Selon M. Trudeau, il n'entretient pas de proches relations avec UNIS, puisqu'il n'est pas ami avec MM. Kielburger et qu'il n'a de liens étroits avec aucun autre membre de l'organisme. M. Trudeau a ajouté qu'il n'avait jamais fréquenté MM. Kielburger dans un contexte personnel et qu'il n'avait jamais bénéficié financièrement de sa participation à des activités d'UNIS.

M. Trudeau a aussi affirmé que sa mère et son frère poursuivent leur propre carrière de façon indépendante, en se livrant à de nombreuses initiatives auprès d'un large éventail de partenaires et d'organisations. Il a ajouté qu'il savait à l'époque que son frère et sa mère avaient tous deux pris part à des activités d'UNIS, sans toutefois être au courant de leurs arrangements financiers avec l'organisme. M. Trudeau a ajouté qu'il n'y avait aucun lien entre le mandat de gestion de la BCBE confié à UNIS et le travail de ses parents pour l'organisme. Selon lui, la décision de confier la gestion de la BCBE à UNIS n'aurait pas permis à ses parents de profiter de cette relation pour favoriser leurs intérêts personnels.

En ce qui concerne l'engagement de Mme Grégoire Trudeau auprès d'UNIS, M. Trudeau a noté que je ne trouvais rien à redire à son affiliation non rémunérée à l'organisme, y compris le remboursement de frais de déplacement et d'hébergement, en septembre 2018. M. Trudeau faisait alors référence à l'avis produit par le Commissariat selon lequel Mme Grégoire Trudeau devait son rôle auprès d'UNIS à ses propres qualifications et à sa propre carrière.

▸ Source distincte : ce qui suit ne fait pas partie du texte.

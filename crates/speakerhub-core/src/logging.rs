//! Tracing subscriber initialization.

use tracing_subscriber::{EnvFilter, fmt};

use crate::config::LoggingConfig;

/// Initialize the global tracing subscriber from configuration.
///
/// The `RUST_LOG` environment variable takes precedence over the
/// configured level. Calling this more than once is a no-op.
pub fn init(config: &LoggingConfig) {
    let filter =
        EnvFilter::try_from_default_env().unwrap_or_else(|_| EnvFilter::new(&config.level));

    match config.format.as_str() {
        "json" => {
            let _ = fmt().with_env_filter(filter).json().try_init();
        }
        _ => {
            let _ = fmt().with_env_filter(filter).try_init();
        }
    }
}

M. Trudeau a soutenu que dans chacun des trois cas, il n'y avait aucun lien entre le travail qu'UNIS allait entreprendre pour la BCBE et les allocutions prononcées par ses parents. Autrement dit, il n'y avait aucune raison de croire que les parents de M. Trudeau obtiendraient plus de travail ou du travail mieux rémunéré d'UNIS à l'avenir étant donné qu'UNIS a été sélectionné pour administrer la BCBE. Par conséquent, M. Trudeau était d'avis que puisque sa décision d'approuver la création de la BCBE ne représentait pas une occasion de favoriser leurs intérêts personnels, elle n'a pas engendré un conflit d'intérêts.

Enfin, M. Trudeau a soutenu que l'apparence de conflit d'intérêts ne suffisait pas à conclure qu'il y avait eu contravention à la Loi. À son avis, pour qu'il y ait contravention, il doit y avoir un conflit d'intérêts réel. De plus, la Loi n'exige une récusation que dans les cas où le titulaire de charge publique sait ou devrait raisonnablement savoir qu'il se trouve dans une situation de conflit d'intérêts réel. Selon M. Trudeau, l'exigence établie à l'article 21 devrait donc être interprétée en harmonie avec le paragraphe 6(1).

ANALYSE ET CONCLUSION​

Analyse

Dans le cadre de cette étude, je dois déterminer si M. Trudeau, en sa qualité de premier ministre du Canada, a contrevenu au paragraphe 6(1) et aux articles 7 et 21 de la Loi lorsqu'il a pris part à la décision d'accorder ou non du financement pour la proposition d'Entrepreneuriat social d'UNIS et de choisir UNIS comme administrateur de la BCBE.

Traitement de faveur

En commençant d'abord par l'allégation de la contravention à l'article 7 de la Loi, je dois déterminer si M. Trudeau, dans l'exercice de ses fonctions officielles, a accordé un traitement de faveur à UNIS en fonction de l'identité d'une personne qui représentait UNIS.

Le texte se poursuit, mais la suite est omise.